_Supplied data_:
---+---
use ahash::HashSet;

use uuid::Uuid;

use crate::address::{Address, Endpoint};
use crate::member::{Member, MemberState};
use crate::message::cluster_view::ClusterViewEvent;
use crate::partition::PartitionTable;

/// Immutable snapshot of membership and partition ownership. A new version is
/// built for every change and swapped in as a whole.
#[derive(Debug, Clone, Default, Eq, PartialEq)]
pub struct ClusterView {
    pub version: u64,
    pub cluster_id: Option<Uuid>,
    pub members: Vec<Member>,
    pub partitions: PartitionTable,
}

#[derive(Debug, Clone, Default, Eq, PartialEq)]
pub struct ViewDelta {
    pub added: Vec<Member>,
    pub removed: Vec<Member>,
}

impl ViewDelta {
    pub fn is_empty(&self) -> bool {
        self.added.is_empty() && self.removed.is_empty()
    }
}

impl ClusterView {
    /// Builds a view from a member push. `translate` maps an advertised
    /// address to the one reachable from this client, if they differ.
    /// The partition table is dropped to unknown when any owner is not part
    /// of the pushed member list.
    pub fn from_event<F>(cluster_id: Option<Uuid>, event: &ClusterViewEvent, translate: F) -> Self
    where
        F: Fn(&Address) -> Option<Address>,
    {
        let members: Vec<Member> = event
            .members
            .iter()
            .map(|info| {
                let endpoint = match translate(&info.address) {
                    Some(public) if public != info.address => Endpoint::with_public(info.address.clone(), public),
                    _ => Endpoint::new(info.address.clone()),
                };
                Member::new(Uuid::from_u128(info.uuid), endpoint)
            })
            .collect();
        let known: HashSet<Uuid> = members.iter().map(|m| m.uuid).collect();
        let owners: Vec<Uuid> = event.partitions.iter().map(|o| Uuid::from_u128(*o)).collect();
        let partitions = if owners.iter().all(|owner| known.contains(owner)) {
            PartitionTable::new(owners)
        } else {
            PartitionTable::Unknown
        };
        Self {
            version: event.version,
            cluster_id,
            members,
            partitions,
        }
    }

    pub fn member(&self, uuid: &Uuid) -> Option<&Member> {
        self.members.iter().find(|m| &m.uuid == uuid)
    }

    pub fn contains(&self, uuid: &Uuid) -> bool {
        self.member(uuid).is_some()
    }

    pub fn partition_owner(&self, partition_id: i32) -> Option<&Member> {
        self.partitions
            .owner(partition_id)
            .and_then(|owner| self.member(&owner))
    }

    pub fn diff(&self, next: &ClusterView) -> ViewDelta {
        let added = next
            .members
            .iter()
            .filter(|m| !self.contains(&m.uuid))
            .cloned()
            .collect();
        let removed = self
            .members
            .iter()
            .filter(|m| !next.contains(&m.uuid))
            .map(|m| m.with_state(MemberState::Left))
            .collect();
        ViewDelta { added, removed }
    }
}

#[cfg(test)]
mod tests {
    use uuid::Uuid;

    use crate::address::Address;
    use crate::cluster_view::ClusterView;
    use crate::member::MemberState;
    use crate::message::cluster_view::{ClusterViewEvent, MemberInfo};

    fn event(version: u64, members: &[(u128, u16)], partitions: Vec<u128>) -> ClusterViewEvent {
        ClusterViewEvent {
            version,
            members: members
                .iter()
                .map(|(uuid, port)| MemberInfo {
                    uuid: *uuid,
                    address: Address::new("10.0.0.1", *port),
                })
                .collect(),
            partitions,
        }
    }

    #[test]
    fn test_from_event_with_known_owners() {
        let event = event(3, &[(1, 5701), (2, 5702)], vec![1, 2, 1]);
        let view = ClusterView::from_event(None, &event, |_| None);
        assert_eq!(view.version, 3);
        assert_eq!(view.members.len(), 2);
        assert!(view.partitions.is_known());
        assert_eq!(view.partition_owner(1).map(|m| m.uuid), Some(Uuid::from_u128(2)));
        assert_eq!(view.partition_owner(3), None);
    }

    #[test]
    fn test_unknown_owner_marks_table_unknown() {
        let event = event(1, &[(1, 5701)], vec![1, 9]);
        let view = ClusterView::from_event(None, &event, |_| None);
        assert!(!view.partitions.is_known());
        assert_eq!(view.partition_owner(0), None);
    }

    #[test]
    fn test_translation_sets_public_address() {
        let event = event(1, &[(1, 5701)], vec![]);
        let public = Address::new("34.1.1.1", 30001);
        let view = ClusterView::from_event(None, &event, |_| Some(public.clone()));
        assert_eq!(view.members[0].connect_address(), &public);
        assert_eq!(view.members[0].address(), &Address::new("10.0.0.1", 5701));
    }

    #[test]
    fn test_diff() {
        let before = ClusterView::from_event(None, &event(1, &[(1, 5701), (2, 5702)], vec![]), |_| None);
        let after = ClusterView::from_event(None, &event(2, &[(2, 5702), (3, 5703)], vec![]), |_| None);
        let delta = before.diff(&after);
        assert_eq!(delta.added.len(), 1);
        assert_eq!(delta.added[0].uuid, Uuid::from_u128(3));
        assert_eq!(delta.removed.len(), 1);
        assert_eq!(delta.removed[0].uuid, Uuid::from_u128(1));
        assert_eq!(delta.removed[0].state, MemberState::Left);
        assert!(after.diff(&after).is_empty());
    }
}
---+---
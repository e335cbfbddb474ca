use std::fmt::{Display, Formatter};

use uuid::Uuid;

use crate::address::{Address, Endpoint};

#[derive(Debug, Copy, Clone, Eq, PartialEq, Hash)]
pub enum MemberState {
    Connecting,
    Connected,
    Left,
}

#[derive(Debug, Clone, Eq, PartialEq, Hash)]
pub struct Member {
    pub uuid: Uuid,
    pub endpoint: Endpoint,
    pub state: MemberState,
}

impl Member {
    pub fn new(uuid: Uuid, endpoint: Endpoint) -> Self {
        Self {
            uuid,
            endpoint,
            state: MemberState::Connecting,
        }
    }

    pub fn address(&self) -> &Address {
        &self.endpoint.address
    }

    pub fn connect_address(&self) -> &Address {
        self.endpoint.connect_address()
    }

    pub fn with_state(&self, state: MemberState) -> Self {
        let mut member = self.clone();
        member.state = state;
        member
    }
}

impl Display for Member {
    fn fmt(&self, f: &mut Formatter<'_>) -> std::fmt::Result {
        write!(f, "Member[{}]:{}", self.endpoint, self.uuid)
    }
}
---+---
_What you have to do_: Using the records above, report each line that contains the word "after" by copying it.

_Written answer_:
        let after = ClusterView::from_event(None, &event(2, &[(2, 5702), (3, 5703)], vec![]), |_| None);
        let delta = before.diff(&after);
        assert!(after.diff(&after).is_empty());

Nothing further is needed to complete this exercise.